Diaz yang berhasil mengambil pedang Naga memutuskan untuk kembali ke kerajaan, ia tidak mungkin terus berada di dunia para naga.
"Kau mau kemana?" Tanya Joni melihat Diaz sudah bersiap pergi.
Joni yang selama ini selalu bersama dengan Diaz, tidak menyangka jika dia akan pergi secepat itu. Pasalnya Diaz yang terlihat sangat berantusias untuk melawan para naga. Tapi nyatanya dia ingin pergi ke dunia manusia sendiri.
Bahkan sampai saat ini Joni tidak tahu jika Diaz Manusia, dan sudah banyak informasi yang ia dapat.
Sekarang Diaz tahu dan sadar jika Naga yang selama ini menjadi musuhnya adalah Naga Larion, Naga jahat yang mencoba untuk menghabisi manusia.
"Aku hanya lewat," jawab Diaz. Dia memberi tahu Joni. Bahwa dirinya tidak akan lama di sana.
Mengetahui jika selama ini dia berada di tempat Jona tentunya, Joni ingin tahu apa yang akan dia lakukan mereka juga sudah cukup dekat, karena selama ini juga mereka berdua berlatih bersama.
Tidak menyangka jika Diaz hanya lewat dan pergi begitu saja, tapi dari awal juga ia sudah berkata jika ia bukan berasal dari tempat itu. Ia sedang melakukan perjalanan.
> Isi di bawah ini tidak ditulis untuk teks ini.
//! Full-pipeline convergence: PoseController against the simulated chassis.

use approx::assert_abs_diff_eq;
use controller::{PoseController, PoseControllerConfig};
use integration_tests::{odometry_for, sim_chassis, wheel_controller_for};
use std::sync::{Arc, Mutex};
use std::time::Duration;
use types::{PidGain, Pose};

const CONTROL_HZ: f64 = 50.0;
const SIM_DT: f64 = 0.005;

/// Spawn the simulation world ticking at 200 Hz on the paused test clock.
fn spawn_world(chassis: Arc<Mutex<sim::SimChassis>>) -> tokio::task::JoinHandle<()> {
    tokio::spawn(async move {
        let mut interval = tokio::time::interval(Duration::from_secs_f64(SIM_DT));
        loop {
            interval.tick().await;
            // Fixed nominal dt keeps the physics deterministic under the
            // paused clock.
            chassis.lock().unwrap().tick(SIM_DT);
        }
    })
}

fn start_controller(chassis: &sim::SimChassis, pose_kp: f64) -> PoseController {
    let wheel_controller = wheel_controller_for(
        chassis,
        PidGain::new(pose_kp, 0.0, 0.0, CONTROL_HZ),
        PidGain::new(0.7, 0.0, 0.0, CONTROL_HZ),
    );
    let odometry = odometry_for(chassis);
    PoseController::start(
        Box::new(odometry),
        wheel_controller,
        PoseControllerConfig::default(),
    )
}

#[tokio::test(start_paused = true)]
async fn test_converges_to_translation_target() {
    let chassis = Arc::new(Mutex::new(sim_chassis()));
    let controller = start_controller(&chassis.lock().unwrap(), 1.0);
    let world = spawn_world(Arc::clone(&chassis));

    let target = Pose::new(1.0, 0.5, 0.0);
    controller.set_target(target);

    tokio::time::sleep(Duration::from_secs(20)).await;

    let pose = controller.pose();
    assert_abs_diff_eq!(pose.x, target.x, epsilon = 0.02);
    assert_abs_diff_eq!(pose.y, target.y, epsilon = 0.02);
    assert_abs_diff_eq!(pose.theta, target.theta, epsilon = 0.02);

    // The estimate agrees with the simulated ground truth
    let truth = chassis.lock().unwrap().true_pose();
    assert_abs_diff_eq!(pose.x, truth.x, epsilon = 0.02);
    assert_abs_diff_eq!(pose.y, truth.y, epsilon = 0.02);

    world.abort();
    controller.stop();
}

#[tokio::test(start_paused = true)]
async fn test_converges_to_combined_target() {
    let chassis = Arc::new(Mutex::new(sim_chassis()));
    let controller = start_controller(&chassis.lock().unwrap(), 1.0);
    let world = spawn_world(Arc::clone(&chassis));

    // Translate and rotate at once; the holonomic chassis does both
    let target = Pose::new(-0.5, 0.8, 1.2);
    controller.set_target(target);

    tokio::time::sleep(Duration::from_secs(25)).await;

    let pose = controller.pose();
    assert_abs_diff_eq!(pose.x, target.x, epsilon = 0.03);
    assert_abs_diff_eq!(pose.y, target.y, epsilon = 0.03);
    assert_abs_diff_eq!(pose.theta, target.theta, epsilon = 0.03);

    world.abort();
    controller.stop();
}

#[tokio::test(start_paused = true)]
async fn test_retarget_mid_motion() {
    let chassis = Arc::new(Mutex::new(sim_chassis()));
    let controller = start_controller(&chassis.lock().unwrap(), 1.0);
    let world = spawn_world(Arc::clone(&chassis));

    controller.set_target(Pose::new(2.0, 0.0, 0.0));
    tokio::time::sleep(Duration::from_secs(2)).await;

    // Overwrite the target mid-flight; the controller follows greedily
    let target = Pose::new(0.2, -0.3, 0.0);
    controller.set_target(target);
    tokio::time::sleep(Duration::from_secs(20)).await;

    let pose = controller.pose();
    assert_abs_diff_eq!(pose.x, target.x, epsilon = 0.03);
    assert_abs_diff_eq!(pose.y, target.y, epsilon = 0.03);

    world.abort();
    controller.stop();
}

#[tokio::test(start_paused = true)]
async fn test_holds_position_once_settled() {
    let chassis = Arc::new(Mutex::new(sim_chassis()));
    let controller = start_controller(&chassis.lock().unwrap(), 1.0);
    let world = spawn_world(Arc::clone(&chassis));

    let target = Pose::new(0.4, 0.0, 0.0);
    controller.set_target(target);
    tokio::time::sleep(Duration::from_secs(15)).await;
    let settled = controller.pose();

    tokio::time::sleep(Duration::from_secs(5)).await;
    let later = controller.pose();

    assert_abs_diff_eq!(settled.x, later.x, epsilon = 5e-3);
    assert_abs_diff_eq!(settled.y, later.y, epsilon = 5e-3);
    assert_abs_diff_eq!(settled.theta, later.theta, epsilon = 5e-3);

    world.abort();
    controller.stop();
}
Hal itu membuat Joni pun paham dengan apa yang akan dilakukan Diaz, jadi jelas ia akan pergi.
"Lalu mengapa Anda terburu-buru?" Joni yang terus bertanya, karena merasa penasaran melihat Diaz begitu terburu-buru dia juga sudah tidak memiliki permasalahan di sana.
Diaz sudah mengetahui siapa musuhnya. Apalagi setelah dia menguasai pedang Naga tentunya dia harus memiliki strategi untuk mengalahkan naga Larion yang merupakan naga paling berbahaya, yang bahkan berniat untuk membunuh manusia. Hal itu membuat dia harus tahu dan sadar siapa musuhnya yang sebenarnya.
Diaz segera menaiki kuda, sehingga ia dapat pergi lebih cepat sampai kerajaan, karena kerajaan Amorza membutuhkan bantuannya.
Berbekal kemampuan yang luar biasa, apalagi dia sudah mempelajari buku dari kuil suci dan juga memiliki Keira yang merupakan arwah pedang yang selalu menuntunnya, hingga membuat dia sudah tahu apa yang harus ia lakukan.
"Karena aku ingin segera pergi dari tempat ini," jawab Diaz yang sudah bersiap, ia tidak perlu tinggal lebih lama lagi di tempat itu.
Diaz yang tahu sudah tidak memiliki keperluan lagi di tempat tersebut, segera bersiap untuk pergi dari tempat itu. Karena dia harus melakukan perjalanan. Perjalanan mereka yang akan membutuhkan waktu lama.
Jadi hal itu membuat dia segera bersiap dan juga cepat-cepat untuk pergi dari sana, Diaz tidak ingin merepotkan Joni lebih lama lagi, karena sudah beberapa bulan ini dia merepotkan Joni.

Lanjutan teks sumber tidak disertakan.